Task description: Retype, without any change, the line that contains "pub struct QuotaDenial" and every line that follows it to the end of the entries, and nothing else.

Collection entries

□ □ □ □ □ □ □

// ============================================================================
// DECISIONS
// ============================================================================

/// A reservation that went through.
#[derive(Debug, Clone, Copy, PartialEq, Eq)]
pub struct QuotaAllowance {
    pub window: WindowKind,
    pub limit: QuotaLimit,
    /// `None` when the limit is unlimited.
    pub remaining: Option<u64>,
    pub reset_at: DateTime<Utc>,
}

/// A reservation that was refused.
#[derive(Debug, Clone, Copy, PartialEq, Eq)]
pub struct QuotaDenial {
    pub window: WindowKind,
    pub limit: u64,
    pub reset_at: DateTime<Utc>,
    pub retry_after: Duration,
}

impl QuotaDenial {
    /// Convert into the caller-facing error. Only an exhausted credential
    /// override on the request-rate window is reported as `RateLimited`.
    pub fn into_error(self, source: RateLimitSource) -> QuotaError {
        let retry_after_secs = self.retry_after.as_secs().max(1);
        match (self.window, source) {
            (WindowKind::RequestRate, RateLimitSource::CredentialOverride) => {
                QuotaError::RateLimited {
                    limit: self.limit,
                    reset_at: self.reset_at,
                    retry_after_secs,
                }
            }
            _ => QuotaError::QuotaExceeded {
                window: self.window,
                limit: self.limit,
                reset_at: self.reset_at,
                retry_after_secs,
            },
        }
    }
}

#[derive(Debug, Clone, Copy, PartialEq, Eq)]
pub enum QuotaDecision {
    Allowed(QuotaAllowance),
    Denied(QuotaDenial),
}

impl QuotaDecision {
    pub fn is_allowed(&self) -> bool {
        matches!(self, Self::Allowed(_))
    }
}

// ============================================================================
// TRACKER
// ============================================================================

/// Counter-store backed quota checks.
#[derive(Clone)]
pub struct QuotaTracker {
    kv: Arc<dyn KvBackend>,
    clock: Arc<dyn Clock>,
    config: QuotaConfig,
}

□ □ □ □ □ □ □

Written solution:
pub struct QuotaDenial {
    pub window: WindowKind,
    pub limit: u64,
    pub reset_at: DateTime<Utc>,
    pub retry_after: Duration,
}

impl QuotaDenial {
    /// Convert into the caller-facing error. Only an exhausted credential
    /// override on the request-rate window is reported as `RateLimited`.
    pub fn into_error(self, source: RateLimitSource) -> QuotaError {
        let retry_after_secs = self.retry_after.as_secs().max(1);
        match (self.window, source) {
            (WindowKind::RequestRate, RateLimitSource::CredentialOverride) => {
                QuotaError::RateLimited {
                    limit: self.limit,
                    reset_at: self.reset_at,
                    retry_after_secs,
                }
            }
            _ => QuotaError::QuotaExceeded {
                window: self.window,
                limit: self.limit,
                reset_at: self.reset_at,
                retry_after_secs,
            },
        }
    }
}

#[derive(Debug, Clone, Copy, PartialEq, Eq)]
pub enum QuotaDecision {
    Allowed(QuotaAllowance),
    Denied(QuotaDenial),
}

impl QuotaDecision {
    pub fn is_allowed(&self) -> bool {
        matches!(self, Self::Allowed(_))
    }
}

// ============================================================================
// TRACKER
// ============================================================================

/// Counter-store backed quota checks.
#[derive(Clone)]
pub struct QuotaTracker {
    kv: Arc<dyn KvBackend>,
    clock: Arc<dyn Clock>,
    config: QuotaConfig,
}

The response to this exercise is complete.